Ils (à part ce néophyte, je ne vois que des femmes !) ont calculé et établi des champs, des angles, des limites et me les ont dessinés sur le corps avec des feutres indélébiles. Puis ils ont protégé ces marques avec des plastiques autocollants qui me chatouillent déjà.
Ils ont ensuite pris les repères de la table, de la cupule, du support du bras sur une feuille préencodée.
Et ils ont pris une photo polaroïd du chef d'œuvre dessiné sur mon corps.
Puis ils ont encore dessiné des repères avec une sorte de rapporteur géant, en faisant le contour de mon corps, et en indiquant les limites, les champs sur un papier grandeur nature…
En principe, tout cela aurait dû me rassurer par les précautions techniques prises, qui étaient impressionnantes, mais cette redondance de garanties, dans un univers aussi froid, n'a fait qu'augmenter mon désarroi.
Ils étaient quatre à cinq, à tourner autour de moi, à énoncer des x = autant et des y = autant, puis à revoir leurs chiffres, à la hausse ou à la baisse, les uns notant, les autres mesurant ou bougeant les paramètres avec la télécommande. Jusqu'au moment où, sans mot dire, ils s'éloignaient tous, toujours sans m'adresser la parole, refermaient la porte avec soin, me laissant seule, dans le froid, avec toutes ces machines, le temps de prendre quelques clichés de scopie et de faire quelques vérifications. Et j'avais le sentiment d'être dans un mauvais film de suspense, abandonnée par les méchants sur une table de torture et que n'importe quoi d'effrayant pouvait m'arriver.

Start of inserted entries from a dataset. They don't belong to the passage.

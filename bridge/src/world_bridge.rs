use std::{
    collections::{HashMap, HashSet, VecDeque},
    sync::Arc,
};

use log::{debug, warn};

use scenesync_shared::{
    ComponentId, CrdtEntity, CrdtMessage, EntityNumber, EntityNumberArena, PayloadPool, Timestamp,
};

use crate::{
    budget::IngestBudget, command_buffer::SyncOp, error::BridgeError,
    registry::ComponentRegistry, world::SceneWorld,
};

type SlotKey = (CrdtEntity, ComponentId);

/// How much of the pending queue one `ingest` call got through
#[derive(Clone, Copy, Debug, Default, PartialEq, Eq)]
pub struct IngestReport {
    pub applied: usize,
    pub skipped: usize,
    pub deferred: usize,
}

#[derive(Default)]
struct OutgoingChanges {
    deleted_entities: Vec<CrdtEntity>,
    // last write per slot, in order of first write
    components: Vec<(SlotKey, Option<Vec<u8>>)>,
    component_index: HashMap<SlotKey, usize>,
    appended: Vec<(SlotKey, Vec<u8>)>,
}

impl OutgoingChanges {
    fn is_empty(&self) -> bool {
        self.deleted_entities.is_empty() && self.components.is_empty() && self.appended.is_empty()
    }
}

/// Mirrors one scene's reconciled state into the shared world and collects
/// the renderer's own changes for that scene.
///
/// The bridge is the only writer of the scene entity → world object map.
/// Everything here runs on the renderer thread inside a held frame gate.
pub struct WorldBridge<W: SceneWorld> {
    registry: Arc<ComponentRegistry<W>>,
    pool: Arc<PayloadPool>,
    entities: HashMap<EntityNumber, (CrdtEntity, W::Handle)>,
    engine_entities: HashSet<EntityNumber>,
    engine_arena: EntityNumberArena,
    pending_ops: VecDeque<SyncOp>,
    outgoing: OutgoingChanges,
    own_timestamps: HashMap<SlotKey, Timestamp>,
}

impl<W: SceneWorld> WorldBridge<W> {
    pub fn new(registry: Arc<ComponentRegistry<W>>, pool: Arc<PayloadPool>) -> Self {
        Self {
            registry,
            pool,
            entities: HashMap::new(),
            engine_entities: HashSet::new(),
            engine_arena: EntityNumberArena::for_engine(),
            pending_ops: VecDeque::new(),
            outgoing: OutgoingChanges::default(),
            own_timestamps: HashMap::new(),
        }
    }

    // Incoming

    /// Queues finalized operations behind anything still deferred
    pub fn enqueue(&mut self, ops: impl IntoIterator<Item = SyncOp>) {
        self.pending_ops.extend(ops);
    }

    pub fn pending(&self) -> usize {
        self.pending_ops.len()
    }

    /// Applies queued operations in order until `budget` runs out
    pub fn ingest(&mut self, world: &mut W, budget: &mut dyn IngestBudget) -> IngestReport {
        let mut report = IngestReport::default();

        while !self.pending_ops.is_empty() {
            if !budget.try_consume() {
                break;
            }
            let Some(op) = self.pending_ops.pop_front() else {
                break;
            };
            if self.apply_op(world, op) {
                report.applied += 1;
            } else {
                report.skipped += 1;
            }
        }

        report.deferred = self.pending_ops.len();
        if report.deferred > 0 {
            debug!(
                "WorldBridge: deferred {} operations to the next frame",
                report.deferred
            );
        }
        report
    }

    fn apply_op(&mut self, world: &mut W, op: SyncOp) -> bool {
        let entity = op.entity();
        if entity.is_reserved() && !self.engine_entities.contains(&entity.number()) {
            debug!("WorldBridge: {:?} is engine-owned and not registered", entity);
            if let SyncOp::SetComponent { data, .. } = op {
                self.pool.release(data);
            }
            return false;
        }

        match op {
            SyncOp::DestroyEntity(entity) => self.destroy_entity(world, entity),
            SyncOp::SetComponent {
                entity,
                component_id,
                data,
            } => {
                let applied = self.set_component(world, entity, component_id, &data);
                self.pool.release(data);
                applied
            }
            SyncOp::RemoveComponent {
                entity,
                component_id,
            } => self.remove_component(world, entity, component_id),
        }
    }

    fn set_component(
        &mut self,
        world: &mut W,
        entity: CrdtEntity,
        component_id: ComponentId,
        data: &[u8],
    ) -> bool {
        let Some(bridge) = self.registry.get(component_id) else {
            debug!("WorldBridge: component {} is not registered", component_id);
            return false;
        };
        if let Err(error) = (bridge.decode)(data) {
            warn!(
                "WorldBridge: dropping `{}` for {:?}: {}",
                bridge.name, entity, error
            );
            return false;
        }
        let apply = bridge.apply;
        let Some(handle) = self.ensure_entity(world, entity) else {
            return false;
        };
        apply(world, &handle, component_id, Some(data));
        true
    }

    fn remove_component(
        &mut self,
        world: &mut W,
        entity: CrdtEntity,
        component_id: ComponentId,
    ) -> bool {
        let Some(bridge) = self.registry.get(component_id) else {
            debug!("WorldBridge: component {} is not registered", component_id);
            return false;
        };
        let Some(handle) = self.handle(entity) else {
            return false;
        };
        (bridge.apply)(world, handle, component_id, None);
        true
    }

    fn destroy_entity(&mut self, world: &mut W, entity: CrdtEntity) -> bool {
        let number = entity.number();
        let Some((mapped, _)) = self.entities.get(&number) else {
            return false;
        };
        if mapped.version() > entity.version() {
            return false;
        }
        let Some((mapped, handle)) = self.entities.remove(&number) else {
            return false;
        };

        if world.entity_exists(&handle) {
            world.destroy_entity(&handle);
        }
        self.forget_entity(mapped);
        true
    }

    /// World handle for `entity`, spawning it on first use. A stale
    /// generation still in the map is destroyed first; an older generation
    /// than the mapped one gets nothing.
    fn ensure_entity(&mut self, world: &mut W, entity: CrdtEntity) -> Option<W::Handle> {
        let number = entity.number();
        if let Some((mapped, handle)) = self.entities.get(&number) {
            if *mapped == entity {
                return Some(handle.clone());
            }
            if mapped.version() > entity.version() {
                debug!(
                    "WorldBridge: ignoring {:?}, {:?} is newer",
                    entity, mapped
                );
                return None;
            }
            if let Some((stale, handle)) = self.entities.remove(&number) {
                world.destroy_entity(&handle);
                self.forget_entity(stale);
            }
        }

        let handle = world.create_entity(entity);
        self.entities.insert(number, (entity, handle.clone()));
        Some(handle)
    }

    fn forget_entity(&mut self, entity: CrdtEntity) {
        self.own_timestamps
            .retain(|(other, _), _| other.number() != entity.number());
    }

    // Engine entities

    /// Maps an engine-owned entity (player, camera, ...) so scene and
    /// renderer changes to it are honored
    pub fn register_engine_entity(&mut self, entity: CrdtEntity, handle: W::Handle) {
        self.engine_entities.insert(entity.number());
        self.entities.insert(entity.number(), (entity, handle));
    }

    /// Allocates an engine-range entity (e.g. another player's avatar),
    /// spawns it and maps it
    pub fn reserve_engine_entity(&mut self, world: &mut W) -> Result<CrdtEntity, BridgeError> {
        let entity = self.engine_arena.allocate()?;
        let handle = world.create_entity(entity);
        self.register_engine_entity(entity, handle);
        Ok(entity)
    }

    pub fn release_engine_entity(
        &mut self,
        world: &mut W,
        entity: CrdtEntity,
    ) -> Result<(), BridgeError> {
        self.engine_arena.free(&entity)?;
        self.engine_entities.remove(&entity.number());
        if let Some((mapped, handle)) = self.entities.remove(&entity.number()) {
            world.destroy_entity(&handle);
            self.forget_entity(mapped);
        }
        Ok(())
    }

    pub fn handle(&self, entity: CrdtEntity) -> Option<&W::Handle> {
        match self.entities.get(&entity.number()) {
            Some((mapped, handle)) if *mapped == entity => Some(handle),
            _ => None,
        }
    }

    pub fn mapped_entities(&self) -> usize {
        self.entities.len()
    }

    // Outgoing

    pub fn put_component(&mut self, entity: CrdtEntity, component_id: ComponentId, data: &[u8]) {
        let data = self.pool.rent(data);
        self.record_outgoing((entity, component_id), Some(data));
    }

    pub fn delete_component(&mut self, entity: CrdtEntity, component_id: ComponentId) {
        self.record_outgoing((entity, component_id), None);
    }

    pub fn append_component(&mut self, entity: CrdtEntity, component_id: ComponentId, data: &[u8]) {
        let data = self.pool.rent(data);
        self.outgoing.appended.push(((entity, component_id), data));
    }

    pub fn delete_entity(&mut self, entity: CrdtEntity) {
        if !self.outgoing.deleted_entities.contains(&entity) {
            self.outgoing.deleted_entities.push(entity);
        }
    }

    fn record_outgoing(&mut self, key: SlotKey, data: Option<Vec<u8>>) {
        let outgoing = &mut self.outgoing;
        match outgoing.component_index.get(&key) {
            Some(&index) => {
                let previous = std::mem::replace(&mut outgoing.components[index].1, data);
                if let Some(previous) = previous {
                    self.pool.release(previous);
                }
            }
            None => {
                outgoing
                    .component_index
                    .insert(key, outgoing.components.len());
                outgoing.components.push((key, data));
            }
        }
    }

    pub fn has_outgoing(&self) -> bool {
        !self.outgoing.is_empty()
    }

    /// Turns the changes recorded since the last drain into messages.
    ///
    /// Every LWW slot gets one more than the last timestamp this bridge wrote
    /// to it. Entity deletions come last and unmap the entity.
    pub fn drain_outgoing(&mut self, world: &W) -> Vec<CrdtMessage<'static>> {
        let outgoing = std::mem::take(&mut self.outgoing);
        let mut messages = Vec::with_capacity(
            outgoing.components.len() + outgoing.appended.len() + outgoing.deleted_entities.len(),
        );

        for ((entity, component_id), data) in outgoing.components {
            if !self.is_live(world, entity) {
                self.report_unmapped(entity);
                if let Some(data) = data {
                    self.pool.release(data);
                }
                continue;
            }
            let timestamp = self.next_own_timestamp((entity, component_id));
            messages.push(match data {
                Some(data) => CrdtMessage::put(entity, component_id, timestamp, data),
                None => CrdtMessage::delete_component(entity, component_id, timestamp),
            });
        }

        for ((entity, component_id), data) in outgoing.appended {
            if !self.is_live(world, entity) {
                self.report_unmapped(entity);
                self.pool.release(data);
                continue;
            }
            let timestamp = self.next_own_timestamp((entity, component_id));
            messages.push(CrdtMessage::append(entity, component_id, timestamp, data));
        }

        for entity in outgoing.deleted_entities {
            if self.handle(entity).is_none() {
                self.report_unmapped(entity);
                continue;
            }
            self.entities.remove(&entity.number());
            self.engine_entities.remove(&entity.number());
            self.forget_entity(entity);
            messages.push(CrdtMessage::delete_entity(entity));
        }

        messages
    }

    fn is_live(&self, world: &W, entity: CrdtEntity) -> bool {
        self.handle(entity)
            .is_some_and(|handle| world.entity_exists(handle))
    }

    fn next_own_timestamp(&mut self, key: SlotKey) -> Timestamp {
        let timestamp = self
            .own_timestamps
            .get(&key)
            .map_or(0, |last| last.wrapping_add(1));
        self.own_timestamps.insert(key, timestamp);
        timestamp
    }

    fn report_unmapped(&self, entity: CrdtEntity) {
        cfg_if! {
            if #[cfg(debug_assertions)] {
                panic!("WorldBridge: outgoing change for unmapped entity {:?}", entity);
            } else {
                warn!("WorldBridge: skipping outgoing change for unmapped entity {:?}", entity);
            }
        }
    }

    // Teardown

    /// Destroys every mapped scene object and drops all queued work. Engine
    /// entities stay mapped.
    pub fn teardown(&mut self, world: &mut W) {
        let scene_numbers: Vec<EntityNumber> = self
            .entities
            .keys()
            .filter(|number| !self.engine_entities.contains(*number))
            .copied()
            .collect();

        for number in &scene_numbers {
            if let Some((_, handle)) = self.entities.remove(number) {
                if world.entity_exists(&handle) {
                    world.destroy_entity(&handle);
                }
            }
        }

        for op in self.pending_ops.drain(..) {
            if let SyncOp::SetComponent { data, .. } = op {
                self.pool.release(data);
            }
        }
        let outgoing = std::mem::take(&mut self.outgoing);
        for data in outgoing.components.into_iter().filter_map(|(_, data)| data) {
            self.pool.release(data);
        }
        for (_, data) in outgoing.appended {
            self.pool.release(data);
        }
        self.own_timestamps.clear();

        debug!("WorldBridge: teardown destroyed {} entities", scene_numbers.len());
    }
}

Puis ils revenaient tous les quatre, froids et silencieux, et reprenaient leur place, leurs chiffres et leurs axes… Etant donné l'ambiance, je vous dirais bien que je tiens la vedette dans un film d'espionnage scientifique des années soixante, et que je suis tombée aux mains des Soviétiques !

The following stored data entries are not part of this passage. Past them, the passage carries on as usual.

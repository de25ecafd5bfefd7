use crate::{
    byte_reader::ByteReader, byte_writer::ByteWriter, error::SerdeErr, serde::Serde,
    ConstByteLength,
};

macro_rules! impl_serde_for_integer {
    ($type:ty, $write:ident, $read:ident, $len:expr) => {
        impl Serde for $type {
            fn ser(&self, writer: &mut ByteWriter) {
                writer.$write(*self);
            }

            fn de(reader: &mut ByteReader) -> Result<Self, SerdeErr> {
                reader.$read()
            }

            fn byte_length(&self) -> usize {
                $len
            }
        }

        impl ConstByteLength for $type {
            fn const_byte_length() -> usize {
                $len
            }
        }
    };
}

impl_serde_for_integer!(u8, write_u8, read_u8, 1);
impl_serde_for_integer!(u32, write_u32, read_u32, 4);
impl_serde_for_integer!(i32, write_i32, read_i32, 4);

Je me répète, mais, heureusement que la présence de cette jeune femme médecin, plus humaine que les autres, m'encourage. Je crois que si je m'étais trouvée confrontée seulement à tous ces autres robots d'humains, j'aurais été capable de ne pas suivre ma cure de radiothérapie.
Ici aussi je touche du doigt la solitude du malade : ce serait tellement mieux de pouvoir faire confiance, de se sentir rassuré, reconnu, humain parmi les humains. La difficulté technique et le poids des responsabilités thérapeutiques semblent l'emporter sur le relationnel, au point d'en oublier de dire quelques mots, d'expliquer ce qui se passe, le temps que cela prendra et de vérifier si tout va bien… Guy Corneau, dans "La guérison du cœur"43, insiste sur le rôle décisif de la relation médecin-patient. Le livre est sorti récemment. Je crois qu'ils ne l'ont pas encore lu.